WHAT IS REQUIRED
The expected output is exactly the lines below, starting at the line with "self.tags.iter().position(|&t| t == tag).map(|i|" and ending at the line with "Enable or disable", both included; no other line belongs in it.

★ ★ ★ ★

//! Authoritative table of declared metrics and variables (spec.md §4.B).

mod crc;
mod descriptor;

pub use crc::fnv1a_64;
pub use descriptor::{DataType, Descriptor, Family};

use crate::error::RegistryError;
use crate::store::record::GroupId;

/// Two fixed-capacity tables of [`Descriptor`]s, one per [`Family`].
///
/// Removal is swap-with-last (spec.md §3: "descriptors are never
/// reallocated in place"), so iteration order is not registration order
/// and must not be relied on by callers other than the meta CRC, which
/// sorts before hashing precisely to avoid that dependency.
pub struct Registry {
    metrics: Vec<Descriptor>,
    variables: Vec<Descriptor>,
    max_metrics: usize,
    max_variables: usize,
    /// Interned `tag` names, replacing the original's raw code-segment
    /// pointer (spec.md §9, "Static tag-pointer assumption"). Populated as
    /// tags are first seen at registration; never shrinks.
    tags: Vec<&'static str>,
    /// Per-tag reporting toggle, indexed in lockstep with `tags`. Set via
    /// the CommandDispatcher's `["group", tag, "enabled"]` path.
    group_enabled: Vec<bool>,
}

impl Registry {
    pub fn new(max_metrics: usize, max_variables: usize) -> Self {
        Self {
            metrics: Vec::with_capacity(max_metrics),
            variables: Vec::with_capacity(max_variables),
            max_metrics,
            max_variables,
            tags: Vec::new(),
            group_enabled: Vec::new(),
        }
    }

    fn table(&self, family: Family) -> &Vec<Descriptor> {
        match family {
            Family::Metric => &self.metrics,
            Family::Variable => &self.variables,
        }
    }

    fn table_mut(&mut self, family: Family) -> &mut Vec<Descriptor> {
        match family {
            Family::Metric => &mut self.metrics,
            Family::Variable => &mut self.variables,
        }
    }

    fn capacity(&self, family: Family) -> usize {
        match family {
            Family::Metric => self.max_metrics,
            Family::Variable => self.max_variables,
        }
    }

    /// Register a new descriptor. Rejects null/empty fields, duplicates of
    /// `(tag, key)` within `family`, and a full table.
    pub fn register(&mut self, family: Family, descriptor: Descriptor) -> Result<(), RegistryError> {
        if descriptor.tag.is_empty() || descriptor.key.is_empty() || descriptor.label.is_empty() || descriptor.path.is_empty() {
            return Err(RegistryError::InvalidArgument);
        }
        if self.find(family, descriptor.tag, descriptor.key).is_some() {
            return Err(RegistryError::AlreadyExists);
        }
        if self.table(family).len() >= self.capacity(family) {
            return Err(RegistryError::OutOfCapacity);
        }
        self.table_mut(family).push(descriptor);
        self.intern_tag(descriptor.tag);
        Ok(())
    }

    fn find(&self, family: Family, tag: &str, key: &str) -> Option<usize> {
        self.table(family).iter().position(|d| d.tag == tag && d.key == key)
    }

    fn intern_tag(&mut self, tag: &'static str) -> GroupId {
        if let Some(pos) = self.tags.iter().position(|&t| t == tag) {
            return pos as GroupId;
        }
        self.tags.push(tag);
        self.group_enabled.push(true);
        (self.tags.len() - 1) as GroupId
    }

    /// The interned id for `tag`, if it has been registered at least once.
    pub fn group_id(&self, tag: &str) -> Option<GroupId> {
        self.tags.iter().position(|&t| t == tag).map(|i| i as GroupId)
    }

    /// The tag name a previously-interned [`GroupId`] stands for.
    pub fn group_name(&self, id: GroupId) -> Option<&'static str> {
        self.tags.get(id as usize).copied()
    }

    /// Whether a `GroupId`'s reporting is currently enabled. Unknown ids
    /// (never interned) default to enabled.
    pub fn is_group_enabled(&self, id: GroupId) -> bool {
        self.group_enabled.get(id as usize).copied().unwrap_or(true)
    }

    /// Enable or disable reporting for the group named `tag`. Returns
    /// `false` if `tag` was never registered.
    pub fn set_group_enabled(&mut self, tag: &str, enabled: bool) -> bool {
        match self.tags.iter().position(|&t| t == tag) {
            Some(idx) => {
                self.group_enabled[idx] = enabled;
                true
            }
            None => false,
        }
    }

    /// Remove `(tag, key)` from `family` by swap-with-last.
    pub fn unregister(&mut self, family: Family, tag: &str, key: &str) -> Result<(), RegistryError> {
        let idx = self.find(family, tag, key).ok_or(RegistryError::NotFound)?;
        self.table_mut(family).swap_remove(idx);
        Ok(())
    }

    /// Clear both tables.
    pub fn unregister_all(&mut self) {
        self.metrics.clear();
        self.variables.clear();
    }

    /// Set or replace the unit on an already-registered descriptor.
    pub fn set_unit(&mut self, family: Family, tag: &str, key: &str, unit: &'static str) -> Result<(), RegistryError> {
        let idx = self.find(family, tag, key).ok_or(RegistryError::NotFound)?;
        self.table_mut(family)[idx].unit = Some(unit);
        Ok(())
    }

    /// Borrowed view of all descriptors in `family`, used by the Encoder to
    /// emit meta.
    pub fn enumerate(&self, family: Family) -> &[Descriptor] {
        self.table(family)
    }

    /// Validate that `(tag, key)` is registered in `family` with exactly
    /// `data_type`. Used before accepting a report from a sampler or the
    /// log hook.
    pub fn check_report(&self, family: Family, tag: &str, key: &str, data_type: DataType) -> Result<(), RegistryError> {
        let idx = self.find(family, tag, key).ok_or(RegistryError::NotFound)?;
        if self.table(family)[idx].data_type != data_type {
            return Err(RegistryError::InvalidArgument);
        }
        Ok(())
    }

    /// Hash over the full enumerated state of both tables, independent of
    /// registration order (tag-then-key sorted before hashing).
    pub fn meta_crc(&self) -> u64 {
        let mut entries: Vec<&Descriptor> = self.metrics.iter().chain(self.variables.iter()).collect();
        entries.sort_by(|a, b| (a.tag, a.key).cmp(&(b.tag, b.key)));
        let mut buf = Vec::new();
        for d in entries {
            buf.extend_from_slice(d.tag.as_bytes());
            buf.push(0);
            buf.extend_from_slice(d.key.as_bytes());
            buf.push(0);
            buf.extend_from_slice(d.label.as_bytes());
            buf.push(0);
            buf.extend_from_slice(d.path.as_bytes());
            buf.push(0);
            buf.push(d.data_type as u8);
            if let Some(unit) = d.unit {
                buf.extend_from_slice(unit.as_bytes());
            }
            buf.push(0xff);
        }
        fnv1a_64(&buf)
    }
}

#[cfg(test)]
mod test {
    use super::*;

    fn descriptor(tag: &'static str, key: &'static str) -> Descriptor {
        Descriptor {
            tag,
            key,
            label: "Label",
            path: "a.b.c",
            data_type: DataType::U32,
            unit: None,
        }
    }

    #[test]
    fn register_then_duplicate_rejected() {
        let mut r = Registry::new(4, 4);
        r.register(Family::Metric, descriptor("heap", "free")).unwrap();
        assert_eq!(
            r.register(Family::Metric, descriptor("heap", "free")),
            Err(RegistryError::AlreadyExists)
        );
    }

    #[test]
    fn capacity_enforced() {
        let mut r = Registry::new(1, 0);
        r.register(Family::Metric, descriptor("a", "b")).unwrap();
        assert_eq!(
            r.register(Family::Metric, descriptor("c", "d")),
            Err(RegistryError::OutOfCapacity)
        );
    }

    #[test]
    fn shared_path_across_tags_allowed() {
        let mut r = Registry::new(4, 4);
        let mut d1 = descriptor("wifi", "rssi");
        d1.path = "net.signal";
        let mut d2 = descriptor("cell", "rssi");
        d2.path = "net.signal";
        r.register(Family::Metric, d1).unwrap();
        assert!(r.register(Family::Metric, d2).is_ok());
    }

    #[test]
    fn unregister_swap_removes_and_frees_capacity() {
        let mut r = Registry::new(1, 0);
        r.register(Family::Metric, descriptor("a", "b")).unwrap();
        r.unregister(Family::Metric, "a", "b").unwrap();
        assert!(r.register(Family::Metric, descriptor("c", "d")).is_ok());
    }

    #[test]
    fn meta_crc_independent_of_registration_order() {
        let mut r1 = Registry::new(4, 4);
        r1.register(Family::Metric, descriptor("a", "1")).unwrap();
        r1.register(Family::Metric, descriptor("b", "2")).unwrap();

        let mut r2 = Registry::new(4, 4);
        r2.register(Family::Metric, descriptor("b", "2")).unwrap();
        r2.register(Family::Metric, descriptor("a", "1")).unwrap();

        assert_eq!(r1.meta_crc(), r2.meta_crc());
    }

    #[test]
    fn meta_crc_changes_when_set_differs() {
        let mut r = Registry::new(4, 4);
        let before = r.meta_crc();
        r.register(Family::Metric, descriptor("a", "1")).unwrap();
        assert_ne!(before, r.meta_crc());
    }

    #[test]
    fn group_enable_toggle_by_tag_name() {
        let mut r = Registry::new(4, 4);
        r.register(Family::Metric, descriptor("heap", "free")).unwrap();
        let id = r.group_id("heap").unwrap();
        assert!(r.is_group_enabled(id));
        assert!(r.set_group_enabled("heap", false));
        assert!(!r.is_group_enabled(id));
        assert!(!r.set_group_enabled("no-such-tag", false));
    }

    #[test]
    fn check_report_type_mismatch_rejected() {
        let mut r = Registry::new(4, 4);
        r.register(Family::Metric, descriptor("a", "1")).unwrap();
        assert_eq!(
            r.check_report(Family::Metric, "a", "1", DataType::Bool),
            Err(RegistryError::InvalidArgument)
        );
        assert!(r.check_report(Family::Metric, "a", "1", DataType::U32).is_ok());
    }
}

★ ★ ★ ★

WRITTEN RESPONSE
        self.tags.iter().position(|&t| t == tag).map(|i| i as GroupId)
    }

    /// The tag name a previously-interned [`GroupId`] stands for.
    pub fn group_name(&self, id: GroupId) -> Option<&'static str> {
        self.tags.get(id as usize).copied()
    }

    /// Whether a `GroupId`'s reporting is currently enabled. Unknown ids
    /// (never interned) default to enabled.
    pub fn is_group_enabled(&self, id: GroupId) -> bool {
        self.group_enabled.get(id as usize).copied().unwrap_or(true)
    }

    /// Enable or disable reporting for the group named `tag`. Returns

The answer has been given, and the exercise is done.